Y a-t-il là, dans ces quelques citations de l’intéressé - qui ne font pas une page, et précèdent d’autres «explications» motivant son engagement par son admiration pour Rimbaud et Malraux -, le moindre soupçon d’antisémitisme ? Où sont les propos «nauséabonds» ? Dans ce qu’il en dit lui-même ?

Il en va de même concernant le mot cosmopolitisme, désormais totalement proscrit, si l’on devait écouter certains. Ce terme, qui n’est pas né dans les années 30 ni 40, je ne l’emploie pas à propos de Bernard Kouchner, mais de son ami et soutien Bernard-Henri Lévy. C’est Bernard-Henri Lévy lui-même qui semble apprécier le mot puisque, loin de sonner à son tympan comme une infamie, il se l’attribue dans l’éditorial du premier numéro de Globe (1985) - qu’il cosigna avec Pierre Bergé et Georges-Marc Benamou : «Bien sûr, nous sommes résolument cosmopolites. Bien sûr, tout ce qui est terroir, béret, bourrées, binious, bref, "franchouillard" ou cocardier, nous est étranger, voire odieux.» Que veut-il dire, lui qui n’ignore rien du vocabulaire de la philosophie politique ? Il aurait pu préférer les termes d’«universalisme» ou d’«internationalisme», mais la connotation n’est pas la même, il est vrai.
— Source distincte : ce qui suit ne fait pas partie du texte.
use crate::id::CharsetId;

/// A byte sequence that is not valid for the charset being decoded.
///
/// Truncated trailing sequences are reported the same way: `position` is the
/// offset of the first byte of the sequence that could not be completed.
#[derive(Debug, Clone, PartialEq, Eq, thiserror::Error)]
pub enum DecodeError {
    /// The sequence starting at `position` is malformed or incomplete.
    #[error("invalid byte sequence at offset {position}")]
    InvalidSequence {
        /// Byte offset where the offending sequence starts.
        position: usize,
    },
}

impl DecodeError {
    /// Returns the byte offset of the offending sequence.
    #[inline]
    pub const fn position(&self) -> usize {
        match self {
            Self::InvalidSequence { position } => *position,
        }
    }
}

/// A character that the target charset cannot represent.
#[derive(Debug, Clone, PartialEq, Eq, thiserror::Error)]
pub enum EncodeError {
    /// `code_point` has no encoding in the target charset.
    #[error(
        "character {code_point:?} (U+{:04X}) at index {index} is not representable",
        u32::from(*.code_point)
    )]
    Unrepresentable {
        /// The character that couldn't be encoded.
        code_point: char,
        /// The index (in characters) of the character in the input.
        index: usize,
    },
}

impl EncodeError {
    /// Returns the character that couldn't be encoded.
    #[inline]
    pub const fn code_point(&self) -> char {
        match self {
            Self::Unrepresentable { code_point, .. } => *code_point,
        }
    }
}

/// The charset table could not be turned into a registry.
#[derive(Debug, Clone, PartialEq, Eq, thiserror::Error)]
pub enum RegistryError {
    /// Two specifications claim the same identifier.
    #[error(
        "charset identifier {id} is claimed by both {first} (entry {first_index}) \
         and {second} (entry {second_index})"
    )]
    DuplicateIdentifier {
        /// The shared identifier.
        id: CharsetId,
        /// Name of the specification registered first.
        first: &'static str,
        /// Position of the first claimant in the table.
        first_index: usize,
        /// Name of the specification registered second.
        second: &'static str,
        /// Position of the second claimant in the table.
        second_index: usize,
    },
    /// No specification was registered at all.
    #[error("no charsets are registered")]
    Empty,
}

/// A charset lookup that produced no specification.
#[derive(Debug, Clone, PartialEq, Eq, thiserror::Error)]
pub enum LookupError {
    /// No registered specification has this identifier.
    #[error("unknown charset identifier {0}")]
    NotFound(CharsetId),
    /// No registered specification has this name or alias.
    #[error("unknown charset: {0}")]
    UnknownName(String),
    /// The process-wide registry failed to initialise.
    #[error("charset registry unavailable: {0}")]
    Unavailable(#[from] RegistryError),
}

/// Error returned by one-shot transcoding.
#[derive(Debug, Clone, PartialEq, Eq, thiserror::Error)]
pub enum TranscodeError {
    /// The process-wide registry failed to initialise.
    #[error("charset registry unavailable: {0}")]
    Unavailable(#[from] RegistryError),
    /// The source charset could not be resolved.
    #[error("source {0}")]
    UnknownSource(LookupError),
    /// The target charset could not be resolved.
    #[error("target {0}")]
    UnknownTarget(LookupError),
    /// The input is not valid in the source charset.
    #[error("invalid input: {0}")]
    Decode(#[from] DecodeError),
    /// The target charset cannot represent a decoded character.
    #[error(transparent)]
    Encode(#[from] EncodeError),
}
En tout cas, il ne s’agissait pas là d’une étourderie, puisque le philosophe a récidivé récemment dans un numéro du Nouvel observateur de 2007 : «Je suis un cosmopolite résolu. J’aime le métissage et je déteste le nationalisme. Je ne vibre pas à la Marseillaise. J’espère que le cadre national sera un jour dépassé.»

La vraie question, pour mes contempteurs, hélas si nombreux dans les médias, serait donc la suivante : le mot cosmopolite n’a, selon eux, pas le même sens selon celui qui l’emploie. Dans la bouche de Bernard-Henri Lévy, il relèverait du divin ; sous la plume de Péan, du purin. Pourquoi ? Nous ne parlons pas la même langue ? Mais si, néanmoins, dans l’esprit de certains, le mot restait tabou, je serais désolé que plus personne ne veuille entendre son sens classique. L’expression «anti-France» m’est reprochée. Je ne l’ai à aucun moment utilisé dans mon livre, mais je ne résiste pas à l’envie de donner du grain à moudre à ceux qui m’attaquent bassement à ce sujet. Eh bien oui, j’aime la France, une France évidemment ouverte aux autres, enrichie par leur apport, fière de ce qu’elle peut leur apporter ; j’aime sa magnifique devise, «Liberté Egalité Fraternité», j’ai le drapeau tricolore au cœur et vibre quand retentitla Marseillaise… Cela suffit-il à me faire condamner à l’échafaud par les nouveaux procureurs de la «pensée correcte» ligués pour l’occasion, comme si souvent.

(1) Repris dans un article de David Bronner publié par Guysen News (2) Entretien avec Jean-François Duval, le Temps stratégique, n°25, 1988. (3) In Anne Vallaeys, Médecins sans frontières, la biographie,Fayard, 2004.